Python FastAPI React Raspberry Pi License: MIT

Self-hosted smart home for Panasonic air conditioners. No vendor cloud dashboards, no subscriptions — control your ACs by temperature, humidity, season and presence, plus IKEA lights, all from one Raspberry Pi.

A self-hosted home climate automation system that automatically controls Panasonic air conditioners based on temperature, humidity, season and presence, with an iOS-style web dashboard and IKEA light control.

Designed to run 24/7 on a Raspberry Pi, with no third-party cloud beyond the manufacturers' own, and no proprietary apps.

IKEA / BME280 sensors ─┐
Panasonic AC state ────┤
Open-Meteo forecast ───┼─► Rule Engine ──► commands the ACs (Cool/Heat/Dry…)
FRITZ!Box presence ────┤      │
                       │      └─► MPC advisor (predict + recommend, advisory)
                       └──────────► Web dashboard (React)  ◄── energy / health
IKEA Dirigera lights ──────────────► on/off + dimmer
Sonoff boiler relay ───────────────► local on/off (no cloud)

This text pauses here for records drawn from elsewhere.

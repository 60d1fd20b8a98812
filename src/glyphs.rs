//! Decorative glyphs that legacy pages strings carry.
//!
//! Older menu editors stored checkbox and emoji decorations inside the
//! pages string. A [`GlyphTable`] lists the characters to drop before
//! tokenizing and the characters that stood in for the `,` separator.

use std::borrow::Cow;

use once_cell::sync::Lazy;
use serde::{Deserialize, Serialize};
use tracing::debug;

use crate::error::AccessError;

/// Characters with meaning in the pages grammar. A glyph table may never
/// strip these.
pub(crate) const DELIMITERS: [char; 4] = [',', '>', '|', '='];

const SEPARATOR: char = ',';

/// Ballot boxes that old data used between entries.
const LEGACY_SEPARATORS: [char; 3] = ['\u{2610}', '\u{2611}', '\u{2612}'];

const LEGACY_STRIPPED: [char; 21] = [
    // check and cross marks
    '\u{2713}',
    '\u{2714}',
    '\u{2705}',
    '\u{2717}',
    '\u{2718}',
    '\u{274C}',
    // emoji presentation selector, zero width space and joiner
    '\u{FE0F}',
    '\u{200B}',
    '\u{200D}',
    // menu icons
    '\u{1F3E0}',
    '\u{1F4CA}',
    '\u{1F4CB}',
    '\u{1F4DD}',
    '\u{1F4C5}',
    '\u{1F4C1}',
    '\u{1F4DA}',
    '\u{1F465}',
    '\u{2699}',
    '\u{1F512}',
    '\u{1F4C8}',
    '\u{1F514}',
];

/// The built-in legacy table, shared by [`crate::parse_pages`].
pub static LEGACY_GLYPHS: Lazy<GlyphTable> = Lazy::new(GlyphTable::legacy);

/// Character classes applied to a pages string before it is tokenized.
///
/// Stripping runs first, so a character listed in both classes is dropped.
#[derive(Debug, Clone, Serialize, Deserialize, PartialEq, Eq)]
#[serde(try_from = "GlyphTableConfig")]
pub struct GlyphTable {
    stripped: Vec<char>,
    separators: Vec<char>,
}

#[derive(Deserialize)]
struct GlyphTableConfig {
    #[serde(default)]
    stripped: Vec<char>,
    #[serde(default)]
    separators: Vec<char>,
}

impl TryFrom<GlyphTableConfig> for GlyphTable {
    type Error = AccessError;

    fn try_from(config: GlyphTableConfig) -> Result<Self, Self::Error> {
        if let Some(c) = config.stripped.iter().find(|c| DELIMITERS.contains(c)) {
            return Err(AccessError::ConfigError(format!(
                "glyph table cannot strip the delimiter '{c}'"
            )));
        }
        Ok(GlyphTable {
            stripped: config.stripped,
            separators: config.separators,
        })
    }
}

impl GlyphTable {
    /// A table that leaves input untouched.
    pub fn empty() -> Self {
        GlyphTable {
            stripped: Vec::new(),
            separators: Vec::new(),
        }
    }

    pub fn legacy() -> Self {
        let table = LEGACY_STRIPPED
            .into_iter()
            .fold(GlyphTable::empty(), GlyphTable::strip);
        LEGACY_SEPARATORS
            .into_iter()
            .fold(table, GlyphTable::separator)
    }

    /// Load a table from JSON: `{"stripped": ["✓"], "separators": ["☐"]}`.
    pub fn from_json_str(json: &str) -> Result<Self, AccessError> {
        Ok(serde_json::from_str(json)?)
    }

    /// Drop `glyph` from input. Grammar delimiters are ignored.
    pub fn strip(mut self, glyph: char) -> Self {
        if DELIMITERS.contains(&glyph) {
            debug!(event = "Glyphs", phase = "Config", ignored = %glyph);
            return self;
        }
        self.separators.retain(|c| *c != glyph);
        if !self.stripped.contains(&glyph) {
            self.stripped.push(glyph);
        }
        self
    }

    /// Read `glyph` as an entry separator.
    pub fn separator(mut self, glyph: char) -> Self {
        self.stripped.retain(|c| *c != glyph);
        if !self.separators.contains(&glyph) {
            self.separators.push(glyph);
        }
        self
    }

    pub fn stripped(&self) -> &[char] {
        &self.stripped
    }

    pub fn separators(&self) -> &[char] {
        &self.separators
    }

    /// Remove stripped glyphs, then replace separator glyphs with `,`.
    pub fn normalize<'a>(&self, input: &'a str) -> Cow<'a, str> {
        let touched = input
            .chars()
            .any(|c| self.stripped.contains(&c) || self.separators.contains(&c));
        if !touched {
            return Cow::Borrowed(input);
        }

        let out: String = input
            .chars()
            .filter(|c| !self.stripped.contains(c))
            .map(|c| {
                if self.separators.contains(&c) {
                    SEPARATOR
                } else {
                    c
                }
            })
            .collect();
        Cow::Owned(out)
    }
}

impl Default for GlyphTable {
    fn default() -> Self {
        GlyphTable::legacy()
    }
}
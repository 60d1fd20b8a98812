//! Data model types for menus, roles, permission rows and decisions.
//!
//! Wire forms use camelCase field names (`pageId`, `roleName`,
//! `isAllowed`) to match the records the web layer already exchanges.

mod action;
mod decision;
mod menu;
mod permission;
mod query;
mod role;
mod role_permissions;

pub use action::BuiltinAction;
pub use decision::{ActionMatch, Decision, DenyReason, Grant, ResourceMatch};
pub use menu::{MenuNode, ParsedPages};
pub use permission::PermissionRow;
pub use query::AuthorizationQuery;
pub use role::{ADMIN_ROLE, Roles};
pub use role_permissions::RolePermissions;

⚠️ Personal project, published for educational purposes. It depends on specific hardware (see Requirements). Not a commercial product.


📸 Screenshots

Home overview — comfort gauge, outdoor weather, the MPC's live read (Home Engine), energy, plant health, alerts and recent events.

Home dashboard

Per-room page — thermostat with a live real-temperature gauge, environment, system health, quick actions and the day's runtime/consumption/cost.

Room page


✨ Features

Smart climate automation

  • Comfort-band model: keeps the temperature within a band around a target, switching the AC on/off with hysteresis (no rapid cycling). Thresholds calibrated on real consumption history.
  • Season awareness: the season is decided by the moving average of the outdoor temperature (read from the ACs), so heating never kicks in during summer and vice versa — with a safety override for extreme conditions.
  • Automatic dehumidification: switches to Dry mode when humidity rises above a threshold (low power, better comfort).
  • Forced off + night window: ACs stay off during a configurable time window (e.g. 03:00–08:00), even when it's hot.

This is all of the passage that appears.